**TRY IT:** Among the records below, find each line bearing the word "caller" and copy it.

**DATA FOR THIS EXERCISE:**
****************

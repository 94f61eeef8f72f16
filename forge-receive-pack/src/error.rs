//! Error classification for the admission pipeline.
//!
//! Every failure carries a stable [`Kind`] for programmatic handling and maps onto one
//! [`Class`], which decides how it surfaces to the pushing user:
//!
//! - [`Class::UserRejectable`] and [`Class::PolicyViolation`] become `Output.error` with a short sentence.
//! - [`Class::Transient`] and [`Class::FatalBug`] propagate as errors and reject the push with a generic message.
//!
//! Post-receive swallows all classes after logging them, as refs are already updated by then.

use std::time::Duration;

/// Stable high-level error classification for programmatic handling.
#[derive(Debug, Clone, Copy, PartialEq, Eq, Hash)]
pub enum Kind {
    /// I/O errors from filesystem, child processes or sockets
    Io,
    /// Malformed hook payloads or git output
    Protocol,
    /// Invalid input such as a ref update with two zero ids
    Validation,
    /// Requested entity not found
    NotFound,
    /// The caller is known but lacks permission
    Permission,
    /// The caller must authenticate first
    Unauthenticated,
    /// The client agent is not admitted
    NotAcceptable,
    /// A uniqueness or optimistic-lock conflict
    Conflict,
    /// Resource limit exceeded (size, count)
    Resource,
    /// Operation was cancelled because the request went away
    Cancelled,
    /// Internal bug or broken invariant
    Bug,
}

impl Kind {
    /// Returns true if this error kind indicates a temporary condition.
    pub fn is_temporary(self) -> bool {
        matches!(self, Kind::Io | Kind::Conflict)
    }

    /// Returns the suggested retry strategy for this error kind.
    pub fn retry_strategy(self) -> RetryStrategy {
        match self {
            Kind::Io => RetryStrategy::ExponentialBackoff { max_attempts: 3 },
            Kind::Conflict => RetryStrategy::Immediate { max_attempts: 5 },
            _ => RetryStrategy::None,
        }
    }
}

/// How an error surfaces to the user and the logs.
#[derive(Debug, Clone, Copy, PartialEq, Eq, Hash)]
pub enum Class {
    /// Rejected because of what was pushed, reported through `Output.error`.
    UserRejectable,
    /// A quota was exceeded, reported like [`Class::UserRejectable`] but logged distinctly.
    PolicyViolation,
    /// Infrastructure trouble, the push is rejected with a generic message.
    Transient,
    /// A bug or corrupt configuration, logged at error level.
    FatalBug,
}

/// Retry strategy for error recovery.
#[derive(Debug, Clone, Copy, PartialEq, Eq)]
pub enum RetryStrategy {
    /// No retry should be attempted
    None,
    /// Retry immediately up to max_attempts times
    Immediate { max_attempts: u32 },
    /// Retry with linear backoff (100ms, 200ms, 300ms, ...)
    LinearBackoff { max_attempts: u32 },
    /// Retry with exponential backoff (100ms, 200ms, 400ms, ...)
    ExponentialBackoff { max_attempts: u32 },
}

const BACKOFF_BASE: Duration = Duration::from_millis(100);

impl RetryStrategy {
    /// Total number of attempts including the first one.
    pub fn max_attempts(self) -> u32 {
        match self {
            RetryStrategy::None => 1,
            RetryStrategy::Immediate { max_attempts }
            | RetryStrategy::LinearBackoff { max_attempts }
            | RetryStrategy::ExponentialBackoff { max_attempts } => max_attempts.max(1),
        }
    }

    /// The pause before retry number `attempt` (1-based), or `None` once attempts are exhausted.
    pub fn delay(self, attempt: u32) -> Option<Duration> {
        if attempt >= self.max_attempts() {
            return None;
        }
        Some(match self {
            RetryStrategy::None | RetryStrategy::Immediate { .. } => Duration::ZERO,
            RetryStrategy::LinearBackoff { .. } => BACKOFF_BASE * attempt,
            RetryStrategy::ExponentialBackoff { .. } => BACKOFF_BASE * 2u32.saturating_pow(attempt - 1),
        })
    }
}

/// Error type for operations provided by this crate.
#[derive(Debug, thiserror::Error)]
pub enum Error {
    #[error("authentication required")]
    Unauthorized,
    #[error("{0}")]
    NotAcceptable(String),
    #[error("forbidden: {0}")]
    Forbidden(String),
    #[error("{0} not found")]
    NotFound(String),
    #[error("conflict: {0}")]
    Conflict(String),
    #[error("{0} was modified concurrently")]
    VersionConflict(String),
    #[error("resource limit exceeded: {0}")]
    LimitExceeded(String),
    #[error("invalid ref update: {0}")]
    InvalidRefUpdate(String),
    #[error("invalid hook payload: {0}")]
    Protocol(String),
    #[error("bad request: {0}")]
    BadRequest(String),
    #[error("protection rule \"{rule}\" has an invalid definition: {message}")]
    RuleDefinition { rule: String, message: String },
    #[error("git {command} failed with {status}: {stderr}")]
    Git {
        command: String,
        status: String,
        stderr: String,
    },
    #[error("hook transport broken: {0}")]
    Transport(String),
    #[error("store failure: {0}")]
    Store(String),
    #[error("configuration error: {0}")]
    Config(String),
    #[error("operation cancelled")]
    Cancelled,
    #[error("invariant violated: {0}")]
    Bug(String),
    #[error("io error: {0}")]
    Io(#[from] std::io::Error),
}

impl From<forge_serve_core::Error> for Error {
    fn from(err: forge_serve_core::Error) -> Self {
        match err {
            forge_serve_core::Error::Io(err) => Error::Io(err),
            other => Error::Protocol(other.to_string()),
        }
    }
}

impl Error {
    /// Fast classification helper returning a stable error kind.
    pub fn kind(&self) -> Kind {
        match self {
            Error::Unauthorized => Kind::Unauthenticated,
            Error::NotAcceptable(_) => Kind::NotAcceptable,
            Error::Forbidden(_) => Kind::Permission,
            Error::NotFound(_) => Kind::NotFound,
            Error::Conflict(_) | Error::VersionConflict(_) => Kind::Conflict,
            Error::LimitExceeded(_) => Kind::Resource,
            Error::InvalidRefUpdate(_) | Error::BadRequest(_) => Kind::Validation,
            Error::Protocol(_) => Kind::Protocol,
            Error::RuleDefinition { .. } | Error::Config(_) | Error::Bug(_) => Kind::Bug,
            Error::Git { .. } | Error::Transport(_) | Error::Store(_) | Error::Io(_) => Kind::Io,
            Error::Cancelled => Kind::Cancelled,
        }
    }

    /// The surface this error takes towards the user, see the module docs.
    pub fn class(&self) -> Class {
        match self.kind() {
            Kind::Resource => Class::PolicyViolation,
            Kind::Bug => Class::FatalBug,
            Kind::Io | Kind::Protocol | Kind::Cancelled => Class::Transient,
            Kind::Validation
            | Kind::NotFound
            | Kind::Permission
            | Kind::Unauthenticated
            | Kind::NotAcceptable
            | Kind::Conflict => Class::UserRejectable,
        }
    }

    /// Get the suggested retry strategy for this error.
    pub fn retry_strategy(&self) -> RetryStrategy {
        match self {
            // A uniqueness conflict will not go away by itself, only lost optimistic locks do.
            Error::Conflict(_) => RetryStrategy::None,
            _ => self.kind().retry_strategy(),
        }
    }

    pub(crate) fn git(command: impl Into<String>, status: impl std::fmt::Display, stderr: &[u8]) -> Self {
        Error::Git {
            command: command.into(),
            status: status.to_string(),
            stderr: String::from_utf8_lossy(stderr).trim().to_owned(),
        }
    }

    pub(crate) fn store(err: impl std::fmt::Display) -> Self {
        Error::Store(err.to_string())
    }
}

/// Run `op` until it succeeds or its error's [`RetryStrategy`] is exhausted, sleeping in between.
pub async fn with_retry<T, F, Fut>(mut op: F) -> Result<T, Error>
where
    F: FnMut() -> Fut,
    Fut: std::future::Future<Output = Result<T, Error>>,
{
    let mut attempt = 1;
    loop {
        match op().await {
            Ok(value) => return Ok(value),
            Err(err) => match err.retry_strategy().delay(attempt) {
                Some(pause) => {
                    tracing::debug!(attempt, error = %err, "retrying");
                    if !pause.is_zero() {
                        tokio::time::sleep(pause).await;
                    }
                    attempt += 1;
                }
                None => return Err(err),
            },
        }
    }
}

****************

**FINISHED EXERCISE:**
    /// The caller is known but lacks permission
    /// The caller must authenticate first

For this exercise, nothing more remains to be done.